The key to cooking ribs in the oven isn’t in the sauce, though I do make my own special concoction involving ketchup, hot sauce and sugar. No, there’s really only two things necessary that must be done to make pork ribs cooked in the oven come out delicious. Simple. So simple it’s almost easy to forget. You have to salt them. Liberally. And then you have to pepper them. Twice as liberally as you did with the salt. Do these two things and you are almost guaranteed great eats. (Apologies to Alton Brown.)
I’ve had some fun with pigs in this article, relegating my enjoyment of to the food products they offer. But, actually, I really do like pigs. In reference to my statement about not eating fish because they swim around in their own toilet, many people would counter that pigs roll around in the mud all day. That may be true, but most animal experts agree that pigs are among the cleanest animals on any farm. Pigs are also considered to be the Einsteins of the farm and in fact many experts think pigs are more intelligent than dogs. Pigs haven’t really gotten their fair due in pop culture until recently. As mentioned earlier, Porky Pig was very popular for awhile.

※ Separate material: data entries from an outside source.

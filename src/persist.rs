//! Persistence orchestration: pick a payload, pick a transport, write once.

use crate::error::Result;
use crate::fingerprint::types::{Fingerprint, FingerprintOptions};
use crate::fingerprint::Fingerprinter;
use crate::hash;
use crate::storage::{TransportRegistry, TransportSelector, DEFAULT_RECORD_NAME};

/// What to store and where.
#[derive(Debug, Clone)]
pub struct StoreOptions {
  pub name: String,
  /// Precomputed digest. Takes precedence over `fingerprint`.
  pub hash: Option<String>,
  pub fingerprint: Option<Fingerprint>,
  pub transport: TransportSelector,
}

impl Default for StoreOptions {
  fn default() -> Self {
    Self {
      name: DEFAULT_RECORD_NAME.to_string(),
      hash: None,
      fingerprint: None,
      transport: TransportSelector::Default,
    }
  }
}

impl StoreOptions {
  pub fn new() -> Self {
    Self::default()
  }

  pub fn name(mut self, name: impl Into<String>) -> Self {
    self.name = name.into();
    self
  }

  pub fn hash(mut self, hash: impl Into<String>) -> Self {
    self.hash = Some(hash.into());
    self
  }

  pub fn fingerprint(mut self, fingerprint: Fingerprint) -> Self {
    self.fingerprint = Some(fingerprint);
    self
  }

  pub fn transport(mut self, transport: impl Into<TransportSelector>) -> Self {
    self.transport = transport.into();
    self
  }
}

/// The record a persistence call wrote.
#[derive(Debug, Clone, PartialEq, Eq)]
pub struct StoredRecord {
  pub name: String,
  pub payload: String,
}

pub struct Persistence {
  fingerprinter: Fingerprinter,
  transports: TransportRegistry,
}

impl Persistence {
  pub fn new(fingerprinter: Fingerprinter, transports: TransportRegistry) -> Self {
    Self {
      fingerprinter,
      transports,
    }
  }

  pub fn fingerprinter(&self) -> &Fingerprinter {
    &self.fingerprinter
  }

  pub fn transports(&self) -> &TransportRegistry {
    &self.transports
  }

  /// Store the digest. Without a hash or a fingerprint in `options`, a
  /// default fingerprint is assembled and hashed first.
  pub async fn store(&self, options: StoreOptions) -> Result<StoredRecord> {
    let payload = match (&options.hash, &options.fingerprint) {
      (Some(hash), _) => hash.clone(),
      (None, Some(fingerprint)) => hash::hash_fingerprint(fingerprint)?,
      (None, None) => self.fingerprinter.hash(None).await?,
    };
    self.write(options, payload).await
  }

  /// Store the full canonical JSON of the fingerprint instead of its digest.
  /// `options.hash` is ignored on this path.
  pub async fn store_raw(&self, options: StoreOptions) -> Result<StoredRecord> {
    let fingerprint = match &options.fingerprint {
      Some(fingerprint) => fingerprint.clone(),
      None => {
        self
          .fingerprinter
          .assemble(&FingerprintOptions::default())
          .await?
      }
    };
    let payload = hash::canonical_json(&fingerprint)?;
    self.write(options, payload).await
  }

  async fn write(&self, options: StoreOptions, payload: String) -> Result<StoredRecord> {
    let transport = self.transports.resolve(&options.transport);
    log::debug!(
      "Persisting {} ({} bytes) via {}",
      options.name,
      payload.len(),
      transport.label()
    );
    transport.store(&options.name, &payload).await?;
    Ok(StoredRecord {
      name: options.name,
      payload,
    })
  }
}

#[cfg(test)]
mod tests {
  use super::*;
  use crate::error::FingerprintError;
  use crate::probe::{CapabilitySnapshot, SnapshotPlatform};
  use crate::storage::{
    transport_fn, CookieTransport, DatabaseLocation, DatabaseTransport, LocalStorageTransport,
    MemoryCookieContext, StorageError, Transport,
  };
  use std::sync::atomic::{AtomicUsize, Ordering};
  use std::sync::Arc;
  use tempfile::TempDir;

  struct Fixture {
    persistence: Persistence,
    cookie: Arc<CookieTransport>,
    local: Arc<LocalStorageTransport>,
    database: Arc<DatabaseTransport>,
    _tmp: TempDir,
  }

  fn fixture() -> Fixture {
    let tmp = TempDir::new().unwrap();
    let cookie = Arc::new(CookieTransport::new(Arc::new(MemoryCookieContext::new())));
    let local = Arc::new(LocalStorageTransport::new(tmp.path().join("local.json")));
    let database = Arc::new(DatabaseTransport::new(DatabaseLocation::Memory));
    let registry = TransportRegistry::with_builtins(cookie.clone(), local.clone(), database.clone());

    let platform = SnapshotPlatform::new(CapabilitySnapshot {
      hardware_concurrency: Some(8),
      language: Some("en-GB".to_string()),
      ..Default::default()
    });
    let fingerprinter = Fingerprinter::new(Arc::new(platform));

    Fixture {
      persistence: Persistence::new(fingerprinter, registry),
      cookie,
      local,
      database,
      _tmp: tmp,
    }
  }

  #[tokio::test]
  async fn test_default_store_hashes_fresh_fingerprint_into_cookie() {
    let f = fixture();
    let record = f.persistence.store(StoreOptions::new()).await.unwrap();

    assert_eq!(record.name, "default");
    assert_eq!(record.payload.len(), 64);
    assert_eq!(
      f.cookie.load("default").await.unwrap(),
      Some(record.payload.clone())
    );
    let expected = f.persistence.fingerprinter().hash(None).await.unwrap();
    assert_eq!(record.payload, expected);
  }

  #[tokio::test]
  async fn test_precomputed_hash_is_stored_verbatim() {
    let f = fixture();
    f.persistence
      .store(StoreOptions::new().name("a").hash("abc123").transport("local"))
      .await
      .unwrap();
    assert_eq!(f.local.load("a").await.unwrap().as_deref(), Some("abc123"));
  }

  #[tokio::test]
  async fn test_supplied_fingerprint_is_hashed() {
    let f = fixture();
    let mut fingerprint = Fingerprint::default();
    fingerprint.software.platform = "Linux x86_64".to_string();

    let record = f
      .persistence
      .store(
        StoreOptions::new()
          .fingerprint(fingerprint.clone())
          .transport("database"),
      )
      .await
      .unwrap();
    assert_eq!(record.payload, hash::hash_fingerprint(&fingerprint).unwrap());
    assert_eq!(f.database.count().await.unwrap(), 1);
  }

  #[tokio::test]
  async fn test_raw_path_stores_full_record() {
    let f = fixture();
    let record = f
      .persistence
      .store_raw(StoreOptions::new().name("raw").transport("indexedDB"))
      .await
      .unwrap();

    let stored = f.database.load("raw").await.unwrap().unwrap();
    assert_eq!(stored, record.payload);
    let back: Fingerprint = serde_json::from_str(&stored).unwrap();
    assert_eq!(back.hardware.hardware_concurrency, 8);
    assert_eq!(back.software.language, "en-GB");

    let hashed = f
      .persistence
      .store(StoreOptions::new().name("raw").transport("indexedDB"))
      .await
      .unwrap();
    assert_ne!(hashed.payload, record.payload);
    assert_eq!(hashed.payload, hash::digest_hex(stored.as_bytes()));
  }

  #[tokio::test]
  async fn test_overwrite_is_idempotent_for_every_transport() {
    let f = fixture();
    for transport in ["cookie", "local", "database"] {
      for payload in ["first", "second"] {
        f.persistence
          .store(StoreOptions::new().name("a").hash(payload).transport(transport))
          .await
          .unwrap();
      }
    }

    assert_eq!(f.cookie.load("a").await.unwrap().as_deref(), Some("second"));
    assert_eq!(f.local.load("a").await.unwrap().as_deref(), Some("second"));
    assert_eq!(f.database.load("a").await.unwrap().as_deref(), Some("second"));
    assert_eq!(f.local.entries().await.unwrap().len(), 1);
    assert_eq!(f.database.count().await.unwrap(), 1);
  }

  #[tokio::test]
  async fn test_unknown_transport_writes_cookie() {
    let f = fixture();
    f.persistence
      .store(StoreOptions::new().name("x").hash("h").transport("webSQL"))
      .await
      .unwrap();
    assert_eq!(f.cookie.load("x").await.unwrap().as_deref(), Some("h"));
    assert_eq!(f.local.load("x").await.unwrap(), None);
  }

  #[tokio::test]
  async fn test_custom_transport_gets_exactly_one_write() {
    let f = fixture();
    let calls = Arc::new(AtomicUsize::new(0));
    let counter = calls.clone();
    let custom = transport_fn(move |name, payload| {
      let counter = counter.clone();
      async move {
        assert_eq!(name, "beacon");
        assert_eq!(payload, "digest");
        counter.fetch_add(1, Ordering::SeqCst);
        Ok(())
      }
    });

    f.persistence
      .store(StoreOptions::new().name("beacon").hash("digest").transport(custom))
      .await
      .unwrap();
    assert_eq!(calls.load(Ordering::SeqCst), 1);
  }

  #[tokio::test]
  async fn test_transport_failure_propagates() {
    let f = fixture();
    let failing = transport_fn(|_, _| async { Err(StorageError::custom("sink offline")) });

    let err = f
      .persistence
      .store(StoreOptions::new().hash("h").transport(failing))
      .await
      .unwrap_err();
    assert!(matches!(err, FingerprintError::Storage(_)));
    assert!(err.to_string().contains("sink offline"));
    // No fallback write happened.
    assert_eq!(f.cookie.load("default").await.unwrap(), None);
  }
}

And Arnold the Pig on the TV sitcom Green Acres certainly achieved a measure of immortality. But pigdom finally achieved pop culture greatness with the appearance of one of the most memorable film characters of the 90s, Babe. Babe the sheep-pig’s call for putting aside judgments based solely on appearances is one that everyone should heed. He is truly a philosopher-pig.
I bet my mother could make some mouth-watering pork chops out of him, too.